Problem statement >> How many lines in the records below hold the word "SqliteRow"? Answer with the number alone.

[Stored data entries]
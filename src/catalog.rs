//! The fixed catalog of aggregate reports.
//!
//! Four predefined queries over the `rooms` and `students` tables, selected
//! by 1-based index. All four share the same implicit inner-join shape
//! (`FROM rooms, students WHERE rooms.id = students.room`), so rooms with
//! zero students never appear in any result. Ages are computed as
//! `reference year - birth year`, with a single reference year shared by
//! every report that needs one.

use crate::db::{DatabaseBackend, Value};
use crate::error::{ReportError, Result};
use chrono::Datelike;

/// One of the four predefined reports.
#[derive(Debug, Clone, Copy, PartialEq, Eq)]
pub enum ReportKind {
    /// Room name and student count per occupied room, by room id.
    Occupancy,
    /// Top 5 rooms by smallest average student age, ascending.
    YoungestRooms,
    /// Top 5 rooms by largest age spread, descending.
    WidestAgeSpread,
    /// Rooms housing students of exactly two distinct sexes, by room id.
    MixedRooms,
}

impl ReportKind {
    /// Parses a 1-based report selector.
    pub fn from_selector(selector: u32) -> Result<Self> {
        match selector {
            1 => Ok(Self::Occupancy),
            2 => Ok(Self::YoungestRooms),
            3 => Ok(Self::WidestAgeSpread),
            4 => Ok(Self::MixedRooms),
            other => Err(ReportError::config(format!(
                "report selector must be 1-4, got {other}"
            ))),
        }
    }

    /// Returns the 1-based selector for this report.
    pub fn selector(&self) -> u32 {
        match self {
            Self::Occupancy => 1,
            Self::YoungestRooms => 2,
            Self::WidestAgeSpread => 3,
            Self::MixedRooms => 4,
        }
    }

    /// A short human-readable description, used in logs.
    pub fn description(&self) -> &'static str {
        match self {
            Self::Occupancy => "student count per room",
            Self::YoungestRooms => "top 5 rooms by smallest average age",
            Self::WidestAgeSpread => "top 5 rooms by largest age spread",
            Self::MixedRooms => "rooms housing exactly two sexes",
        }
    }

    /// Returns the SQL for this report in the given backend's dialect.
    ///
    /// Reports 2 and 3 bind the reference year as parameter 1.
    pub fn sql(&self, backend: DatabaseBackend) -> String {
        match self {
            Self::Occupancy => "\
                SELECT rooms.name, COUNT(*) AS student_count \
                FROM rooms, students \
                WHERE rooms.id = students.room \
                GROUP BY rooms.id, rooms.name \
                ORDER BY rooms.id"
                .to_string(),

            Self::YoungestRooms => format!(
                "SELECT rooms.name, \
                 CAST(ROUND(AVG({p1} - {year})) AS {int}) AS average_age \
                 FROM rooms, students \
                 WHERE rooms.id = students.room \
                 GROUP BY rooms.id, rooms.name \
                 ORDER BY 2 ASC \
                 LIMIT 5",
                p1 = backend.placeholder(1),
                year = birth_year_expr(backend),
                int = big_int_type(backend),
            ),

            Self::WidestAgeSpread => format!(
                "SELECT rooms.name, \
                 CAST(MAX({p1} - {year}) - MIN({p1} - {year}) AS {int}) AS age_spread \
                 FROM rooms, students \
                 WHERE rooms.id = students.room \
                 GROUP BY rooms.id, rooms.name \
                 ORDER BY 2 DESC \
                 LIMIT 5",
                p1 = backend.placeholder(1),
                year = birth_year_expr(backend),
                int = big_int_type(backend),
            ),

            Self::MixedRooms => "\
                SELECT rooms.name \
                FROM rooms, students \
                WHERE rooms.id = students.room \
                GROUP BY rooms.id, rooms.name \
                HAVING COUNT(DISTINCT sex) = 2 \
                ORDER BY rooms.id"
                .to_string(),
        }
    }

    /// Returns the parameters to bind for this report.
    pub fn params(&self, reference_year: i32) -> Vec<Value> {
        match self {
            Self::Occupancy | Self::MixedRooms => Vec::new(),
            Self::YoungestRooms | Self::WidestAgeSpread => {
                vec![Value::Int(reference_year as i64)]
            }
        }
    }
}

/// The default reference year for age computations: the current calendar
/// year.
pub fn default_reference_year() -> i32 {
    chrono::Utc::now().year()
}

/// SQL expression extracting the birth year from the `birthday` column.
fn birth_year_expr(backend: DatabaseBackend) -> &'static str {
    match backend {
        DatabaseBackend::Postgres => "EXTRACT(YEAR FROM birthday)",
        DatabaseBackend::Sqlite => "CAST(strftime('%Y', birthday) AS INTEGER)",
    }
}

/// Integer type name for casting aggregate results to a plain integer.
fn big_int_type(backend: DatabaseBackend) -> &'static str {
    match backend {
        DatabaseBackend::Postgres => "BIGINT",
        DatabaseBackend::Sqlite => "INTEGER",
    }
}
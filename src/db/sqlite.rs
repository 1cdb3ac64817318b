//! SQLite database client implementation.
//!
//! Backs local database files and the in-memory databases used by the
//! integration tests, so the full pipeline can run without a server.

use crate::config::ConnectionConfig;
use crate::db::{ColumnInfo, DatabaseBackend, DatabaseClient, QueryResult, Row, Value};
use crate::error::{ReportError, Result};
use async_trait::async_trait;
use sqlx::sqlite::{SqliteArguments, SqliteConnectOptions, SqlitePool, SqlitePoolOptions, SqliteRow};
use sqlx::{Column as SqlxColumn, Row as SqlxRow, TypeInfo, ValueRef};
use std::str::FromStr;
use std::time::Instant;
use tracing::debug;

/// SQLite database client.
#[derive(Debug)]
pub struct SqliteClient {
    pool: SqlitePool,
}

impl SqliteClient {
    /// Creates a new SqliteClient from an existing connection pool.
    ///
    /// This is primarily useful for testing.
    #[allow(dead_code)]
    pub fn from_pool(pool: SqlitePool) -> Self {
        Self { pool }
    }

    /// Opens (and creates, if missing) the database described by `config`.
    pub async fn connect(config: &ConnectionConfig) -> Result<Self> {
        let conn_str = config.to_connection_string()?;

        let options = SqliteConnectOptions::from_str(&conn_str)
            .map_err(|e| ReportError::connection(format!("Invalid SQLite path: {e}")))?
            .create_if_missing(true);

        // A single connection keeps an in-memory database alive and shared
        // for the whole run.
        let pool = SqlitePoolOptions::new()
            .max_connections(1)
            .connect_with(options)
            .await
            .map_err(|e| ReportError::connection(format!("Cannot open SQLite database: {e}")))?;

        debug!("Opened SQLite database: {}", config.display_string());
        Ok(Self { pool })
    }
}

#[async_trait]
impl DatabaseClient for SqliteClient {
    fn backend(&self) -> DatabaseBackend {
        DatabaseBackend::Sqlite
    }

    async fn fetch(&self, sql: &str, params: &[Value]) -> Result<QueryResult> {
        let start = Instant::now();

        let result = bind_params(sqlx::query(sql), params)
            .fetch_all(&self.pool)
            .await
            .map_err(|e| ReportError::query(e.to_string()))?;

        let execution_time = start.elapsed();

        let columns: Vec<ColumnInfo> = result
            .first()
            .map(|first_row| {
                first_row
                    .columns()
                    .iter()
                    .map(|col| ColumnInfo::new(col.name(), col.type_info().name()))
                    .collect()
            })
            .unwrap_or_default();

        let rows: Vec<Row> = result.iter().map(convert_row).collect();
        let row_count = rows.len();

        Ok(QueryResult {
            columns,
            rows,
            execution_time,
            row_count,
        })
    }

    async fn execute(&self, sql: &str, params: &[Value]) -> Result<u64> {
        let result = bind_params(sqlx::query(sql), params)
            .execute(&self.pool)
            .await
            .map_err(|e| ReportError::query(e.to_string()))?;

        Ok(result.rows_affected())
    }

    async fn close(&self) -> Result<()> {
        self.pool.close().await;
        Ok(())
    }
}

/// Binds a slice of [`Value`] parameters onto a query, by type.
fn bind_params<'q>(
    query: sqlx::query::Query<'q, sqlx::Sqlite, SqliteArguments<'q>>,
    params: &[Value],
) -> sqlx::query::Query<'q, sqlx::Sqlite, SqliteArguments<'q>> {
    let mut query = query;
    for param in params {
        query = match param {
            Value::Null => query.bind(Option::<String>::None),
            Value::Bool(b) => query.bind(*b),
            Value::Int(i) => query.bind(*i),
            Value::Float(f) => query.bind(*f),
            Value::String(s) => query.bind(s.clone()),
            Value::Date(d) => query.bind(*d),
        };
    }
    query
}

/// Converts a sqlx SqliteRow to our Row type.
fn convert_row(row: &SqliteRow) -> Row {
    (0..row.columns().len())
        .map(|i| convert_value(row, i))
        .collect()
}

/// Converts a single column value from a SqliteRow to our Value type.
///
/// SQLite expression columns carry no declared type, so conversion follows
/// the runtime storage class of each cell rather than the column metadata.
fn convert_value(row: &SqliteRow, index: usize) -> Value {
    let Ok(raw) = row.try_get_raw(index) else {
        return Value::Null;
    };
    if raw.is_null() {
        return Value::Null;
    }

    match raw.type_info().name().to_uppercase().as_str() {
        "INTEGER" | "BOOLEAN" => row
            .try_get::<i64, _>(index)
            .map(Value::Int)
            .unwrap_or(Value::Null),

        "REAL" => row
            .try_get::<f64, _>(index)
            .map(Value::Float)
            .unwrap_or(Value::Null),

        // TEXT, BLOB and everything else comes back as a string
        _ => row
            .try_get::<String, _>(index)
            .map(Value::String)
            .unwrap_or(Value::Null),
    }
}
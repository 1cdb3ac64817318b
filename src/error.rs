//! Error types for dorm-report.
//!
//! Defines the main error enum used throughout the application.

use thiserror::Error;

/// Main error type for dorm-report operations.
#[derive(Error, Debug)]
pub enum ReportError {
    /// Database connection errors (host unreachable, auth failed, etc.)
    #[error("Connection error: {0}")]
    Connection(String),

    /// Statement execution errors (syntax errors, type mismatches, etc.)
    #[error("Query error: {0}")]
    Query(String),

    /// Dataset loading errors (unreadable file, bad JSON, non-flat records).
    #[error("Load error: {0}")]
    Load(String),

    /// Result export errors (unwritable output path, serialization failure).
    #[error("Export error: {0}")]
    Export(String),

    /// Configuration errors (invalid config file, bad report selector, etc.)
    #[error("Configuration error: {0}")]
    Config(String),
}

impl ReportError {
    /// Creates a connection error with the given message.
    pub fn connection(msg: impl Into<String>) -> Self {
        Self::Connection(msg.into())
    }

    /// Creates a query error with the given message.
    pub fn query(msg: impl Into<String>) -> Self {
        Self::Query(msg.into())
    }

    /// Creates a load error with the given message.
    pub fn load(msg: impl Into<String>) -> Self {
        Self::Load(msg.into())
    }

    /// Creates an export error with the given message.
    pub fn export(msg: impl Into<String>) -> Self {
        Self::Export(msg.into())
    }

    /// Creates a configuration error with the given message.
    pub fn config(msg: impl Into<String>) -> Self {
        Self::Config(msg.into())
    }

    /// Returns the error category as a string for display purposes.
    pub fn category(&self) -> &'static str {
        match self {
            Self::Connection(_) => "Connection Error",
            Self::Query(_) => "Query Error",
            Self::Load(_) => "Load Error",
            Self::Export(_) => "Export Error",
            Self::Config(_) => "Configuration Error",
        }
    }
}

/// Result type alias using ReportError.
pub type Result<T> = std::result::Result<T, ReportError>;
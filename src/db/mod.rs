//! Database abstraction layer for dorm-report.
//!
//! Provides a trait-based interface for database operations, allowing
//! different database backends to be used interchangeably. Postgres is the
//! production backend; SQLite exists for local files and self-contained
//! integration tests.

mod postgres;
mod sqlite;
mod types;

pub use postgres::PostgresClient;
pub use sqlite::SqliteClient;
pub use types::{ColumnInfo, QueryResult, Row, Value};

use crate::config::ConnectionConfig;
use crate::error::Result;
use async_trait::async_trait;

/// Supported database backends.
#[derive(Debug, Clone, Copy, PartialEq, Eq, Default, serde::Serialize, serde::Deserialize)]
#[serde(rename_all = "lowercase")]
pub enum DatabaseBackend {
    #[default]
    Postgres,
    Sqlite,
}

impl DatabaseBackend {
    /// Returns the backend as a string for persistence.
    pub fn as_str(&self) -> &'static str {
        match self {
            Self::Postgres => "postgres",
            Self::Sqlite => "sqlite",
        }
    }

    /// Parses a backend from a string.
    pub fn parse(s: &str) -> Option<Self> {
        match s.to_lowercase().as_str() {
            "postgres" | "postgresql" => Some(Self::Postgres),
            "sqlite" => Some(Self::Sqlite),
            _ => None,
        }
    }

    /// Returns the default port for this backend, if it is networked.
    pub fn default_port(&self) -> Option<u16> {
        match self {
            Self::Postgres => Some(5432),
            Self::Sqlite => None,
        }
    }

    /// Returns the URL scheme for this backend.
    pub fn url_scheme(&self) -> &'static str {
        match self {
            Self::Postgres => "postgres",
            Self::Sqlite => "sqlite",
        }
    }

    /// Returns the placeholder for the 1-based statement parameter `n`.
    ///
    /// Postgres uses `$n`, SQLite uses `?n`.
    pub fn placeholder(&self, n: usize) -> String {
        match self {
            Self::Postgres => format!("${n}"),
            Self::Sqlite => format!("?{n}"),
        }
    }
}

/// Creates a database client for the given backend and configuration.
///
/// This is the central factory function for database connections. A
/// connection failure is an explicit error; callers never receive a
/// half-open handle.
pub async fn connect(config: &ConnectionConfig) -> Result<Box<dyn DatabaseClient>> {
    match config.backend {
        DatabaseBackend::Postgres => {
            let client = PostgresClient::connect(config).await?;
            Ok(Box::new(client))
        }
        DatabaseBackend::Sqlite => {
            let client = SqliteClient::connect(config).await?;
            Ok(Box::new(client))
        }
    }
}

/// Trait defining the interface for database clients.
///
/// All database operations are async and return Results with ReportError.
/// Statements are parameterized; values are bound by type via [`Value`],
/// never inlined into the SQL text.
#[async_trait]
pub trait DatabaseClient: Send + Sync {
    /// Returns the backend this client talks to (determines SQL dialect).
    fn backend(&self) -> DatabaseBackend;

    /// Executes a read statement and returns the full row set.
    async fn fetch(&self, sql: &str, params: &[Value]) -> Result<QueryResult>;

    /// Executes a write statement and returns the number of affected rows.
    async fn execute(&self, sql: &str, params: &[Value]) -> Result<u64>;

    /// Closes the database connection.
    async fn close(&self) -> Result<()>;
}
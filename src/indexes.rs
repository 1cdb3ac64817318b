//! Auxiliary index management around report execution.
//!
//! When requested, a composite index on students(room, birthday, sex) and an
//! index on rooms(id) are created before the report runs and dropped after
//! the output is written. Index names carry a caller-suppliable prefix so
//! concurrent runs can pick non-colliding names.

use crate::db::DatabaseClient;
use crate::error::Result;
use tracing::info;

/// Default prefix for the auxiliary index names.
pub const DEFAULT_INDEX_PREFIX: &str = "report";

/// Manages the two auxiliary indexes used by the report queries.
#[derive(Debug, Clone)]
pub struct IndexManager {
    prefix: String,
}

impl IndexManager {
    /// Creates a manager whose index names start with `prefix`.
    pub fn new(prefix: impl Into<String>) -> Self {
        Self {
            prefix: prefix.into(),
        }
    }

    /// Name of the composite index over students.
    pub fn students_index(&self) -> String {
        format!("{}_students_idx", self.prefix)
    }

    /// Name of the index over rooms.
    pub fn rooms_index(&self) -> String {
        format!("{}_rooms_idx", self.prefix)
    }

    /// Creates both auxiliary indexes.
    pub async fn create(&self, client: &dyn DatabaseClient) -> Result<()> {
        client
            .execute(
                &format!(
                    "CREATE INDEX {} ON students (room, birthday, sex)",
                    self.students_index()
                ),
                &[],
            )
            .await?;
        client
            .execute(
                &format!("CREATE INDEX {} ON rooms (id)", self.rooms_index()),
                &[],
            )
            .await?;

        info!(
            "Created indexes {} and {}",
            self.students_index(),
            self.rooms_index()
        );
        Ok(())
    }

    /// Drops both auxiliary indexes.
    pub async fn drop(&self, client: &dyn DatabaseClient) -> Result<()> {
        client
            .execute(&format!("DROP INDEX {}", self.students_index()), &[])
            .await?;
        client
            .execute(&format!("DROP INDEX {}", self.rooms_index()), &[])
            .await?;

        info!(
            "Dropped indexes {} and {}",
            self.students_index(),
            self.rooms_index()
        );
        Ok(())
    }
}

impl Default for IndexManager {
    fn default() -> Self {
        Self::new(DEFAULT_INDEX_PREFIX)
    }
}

Answer below >> 5